**SUPPLIED MATERIAL:**
═══

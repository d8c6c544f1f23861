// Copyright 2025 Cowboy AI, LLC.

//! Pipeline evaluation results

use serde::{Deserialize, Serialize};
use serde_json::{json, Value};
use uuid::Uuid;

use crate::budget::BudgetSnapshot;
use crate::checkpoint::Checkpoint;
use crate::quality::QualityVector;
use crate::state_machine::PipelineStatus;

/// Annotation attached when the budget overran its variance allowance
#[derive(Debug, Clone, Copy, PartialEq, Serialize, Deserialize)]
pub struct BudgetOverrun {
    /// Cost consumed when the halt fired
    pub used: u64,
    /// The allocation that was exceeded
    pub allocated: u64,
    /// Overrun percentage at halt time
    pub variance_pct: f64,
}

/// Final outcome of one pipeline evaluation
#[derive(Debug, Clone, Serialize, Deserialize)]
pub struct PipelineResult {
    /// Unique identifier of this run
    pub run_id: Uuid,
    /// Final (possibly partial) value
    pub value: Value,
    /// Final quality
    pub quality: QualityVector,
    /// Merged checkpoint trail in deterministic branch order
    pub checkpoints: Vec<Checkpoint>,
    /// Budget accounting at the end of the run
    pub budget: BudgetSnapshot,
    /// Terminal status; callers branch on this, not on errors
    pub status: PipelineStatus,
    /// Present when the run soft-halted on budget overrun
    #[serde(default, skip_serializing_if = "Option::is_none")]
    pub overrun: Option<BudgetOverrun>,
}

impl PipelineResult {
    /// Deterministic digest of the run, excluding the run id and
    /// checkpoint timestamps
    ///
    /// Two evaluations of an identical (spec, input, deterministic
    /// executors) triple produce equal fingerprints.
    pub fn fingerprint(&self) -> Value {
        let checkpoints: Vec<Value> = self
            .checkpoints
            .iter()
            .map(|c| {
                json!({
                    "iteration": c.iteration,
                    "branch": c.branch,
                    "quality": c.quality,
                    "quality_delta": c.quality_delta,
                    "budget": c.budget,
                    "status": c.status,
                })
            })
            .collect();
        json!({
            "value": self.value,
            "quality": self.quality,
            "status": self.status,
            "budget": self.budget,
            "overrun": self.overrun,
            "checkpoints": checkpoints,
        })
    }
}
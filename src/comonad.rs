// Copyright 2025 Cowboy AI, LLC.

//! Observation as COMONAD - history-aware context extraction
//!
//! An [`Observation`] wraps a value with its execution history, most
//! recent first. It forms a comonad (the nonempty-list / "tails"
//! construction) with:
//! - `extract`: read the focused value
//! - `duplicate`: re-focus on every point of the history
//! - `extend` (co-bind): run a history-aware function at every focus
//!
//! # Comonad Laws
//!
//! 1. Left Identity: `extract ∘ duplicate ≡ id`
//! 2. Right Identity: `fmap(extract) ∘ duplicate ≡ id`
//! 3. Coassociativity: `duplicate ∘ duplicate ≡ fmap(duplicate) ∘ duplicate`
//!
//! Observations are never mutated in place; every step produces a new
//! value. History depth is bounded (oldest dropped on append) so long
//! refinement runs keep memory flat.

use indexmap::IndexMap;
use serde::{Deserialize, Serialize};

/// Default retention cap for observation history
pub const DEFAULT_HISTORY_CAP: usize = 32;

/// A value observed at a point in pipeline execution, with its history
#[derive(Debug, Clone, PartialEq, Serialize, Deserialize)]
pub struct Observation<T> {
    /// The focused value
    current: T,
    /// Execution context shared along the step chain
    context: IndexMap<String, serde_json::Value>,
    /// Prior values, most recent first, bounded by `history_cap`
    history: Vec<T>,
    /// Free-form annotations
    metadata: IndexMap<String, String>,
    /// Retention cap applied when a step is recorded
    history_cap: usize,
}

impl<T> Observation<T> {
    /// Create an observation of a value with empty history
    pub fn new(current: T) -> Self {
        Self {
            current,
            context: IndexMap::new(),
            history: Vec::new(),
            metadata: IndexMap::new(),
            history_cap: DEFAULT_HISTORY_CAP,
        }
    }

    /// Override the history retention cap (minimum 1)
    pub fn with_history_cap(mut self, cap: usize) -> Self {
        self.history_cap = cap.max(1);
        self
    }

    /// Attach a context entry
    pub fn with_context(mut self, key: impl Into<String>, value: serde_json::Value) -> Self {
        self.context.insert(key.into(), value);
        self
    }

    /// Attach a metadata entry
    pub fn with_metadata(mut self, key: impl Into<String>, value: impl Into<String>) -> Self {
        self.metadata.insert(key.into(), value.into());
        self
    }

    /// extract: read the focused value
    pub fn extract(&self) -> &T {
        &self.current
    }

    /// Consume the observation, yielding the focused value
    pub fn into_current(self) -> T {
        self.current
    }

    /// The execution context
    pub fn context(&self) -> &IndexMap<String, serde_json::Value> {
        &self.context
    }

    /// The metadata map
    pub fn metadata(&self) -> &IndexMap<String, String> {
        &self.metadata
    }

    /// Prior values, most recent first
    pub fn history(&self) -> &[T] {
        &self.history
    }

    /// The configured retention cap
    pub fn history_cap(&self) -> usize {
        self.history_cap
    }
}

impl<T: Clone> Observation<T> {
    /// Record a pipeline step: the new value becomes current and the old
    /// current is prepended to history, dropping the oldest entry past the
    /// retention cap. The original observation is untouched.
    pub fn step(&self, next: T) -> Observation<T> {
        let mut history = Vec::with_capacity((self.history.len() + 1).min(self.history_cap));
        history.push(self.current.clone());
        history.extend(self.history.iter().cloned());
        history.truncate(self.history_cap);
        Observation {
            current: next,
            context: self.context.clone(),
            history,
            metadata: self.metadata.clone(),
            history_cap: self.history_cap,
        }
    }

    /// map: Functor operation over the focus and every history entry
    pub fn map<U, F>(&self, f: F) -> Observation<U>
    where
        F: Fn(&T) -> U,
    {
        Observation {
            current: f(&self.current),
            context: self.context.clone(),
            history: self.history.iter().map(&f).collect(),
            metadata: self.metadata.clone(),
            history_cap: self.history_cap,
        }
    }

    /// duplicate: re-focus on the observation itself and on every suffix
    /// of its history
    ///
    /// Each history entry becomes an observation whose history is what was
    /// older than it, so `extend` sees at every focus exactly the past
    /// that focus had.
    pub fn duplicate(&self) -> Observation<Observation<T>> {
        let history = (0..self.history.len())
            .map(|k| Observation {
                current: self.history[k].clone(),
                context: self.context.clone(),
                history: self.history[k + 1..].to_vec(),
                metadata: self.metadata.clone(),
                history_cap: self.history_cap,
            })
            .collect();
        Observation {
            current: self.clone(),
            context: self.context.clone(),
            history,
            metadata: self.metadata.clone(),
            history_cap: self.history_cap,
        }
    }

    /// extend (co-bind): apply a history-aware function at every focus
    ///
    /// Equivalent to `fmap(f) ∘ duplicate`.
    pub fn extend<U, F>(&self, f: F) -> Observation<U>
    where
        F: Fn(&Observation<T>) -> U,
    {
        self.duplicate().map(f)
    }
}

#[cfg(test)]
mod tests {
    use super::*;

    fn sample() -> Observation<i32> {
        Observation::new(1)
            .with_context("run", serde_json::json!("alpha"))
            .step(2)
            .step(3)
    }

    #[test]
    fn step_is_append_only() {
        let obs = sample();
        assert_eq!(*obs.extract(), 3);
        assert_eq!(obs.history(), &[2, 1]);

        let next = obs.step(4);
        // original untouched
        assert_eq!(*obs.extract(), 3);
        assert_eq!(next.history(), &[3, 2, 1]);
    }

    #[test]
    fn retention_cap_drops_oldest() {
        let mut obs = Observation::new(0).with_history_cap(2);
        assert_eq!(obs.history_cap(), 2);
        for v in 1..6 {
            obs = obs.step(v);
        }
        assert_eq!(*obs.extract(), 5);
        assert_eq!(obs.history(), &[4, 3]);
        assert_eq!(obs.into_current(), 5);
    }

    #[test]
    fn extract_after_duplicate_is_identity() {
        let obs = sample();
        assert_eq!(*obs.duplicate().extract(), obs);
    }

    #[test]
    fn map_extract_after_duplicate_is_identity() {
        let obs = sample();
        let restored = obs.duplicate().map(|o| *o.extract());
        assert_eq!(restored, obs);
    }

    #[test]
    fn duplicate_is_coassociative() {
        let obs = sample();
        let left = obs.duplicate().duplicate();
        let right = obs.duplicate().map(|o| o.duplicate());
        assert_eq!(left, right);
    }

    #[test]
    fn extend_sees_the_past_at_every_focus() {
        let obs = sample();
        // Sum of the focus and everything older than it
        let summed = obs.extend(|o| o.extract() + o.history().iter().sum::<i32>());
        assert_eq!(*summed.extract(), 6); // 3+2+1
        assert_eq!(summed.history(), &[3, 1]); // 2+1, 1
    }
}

═══

**WHAT IS EXPECTED:**
Once every line of the listing that contains "next" has been counted, give the total and nothing else.

**RESULT FOR THIS TASK:**
4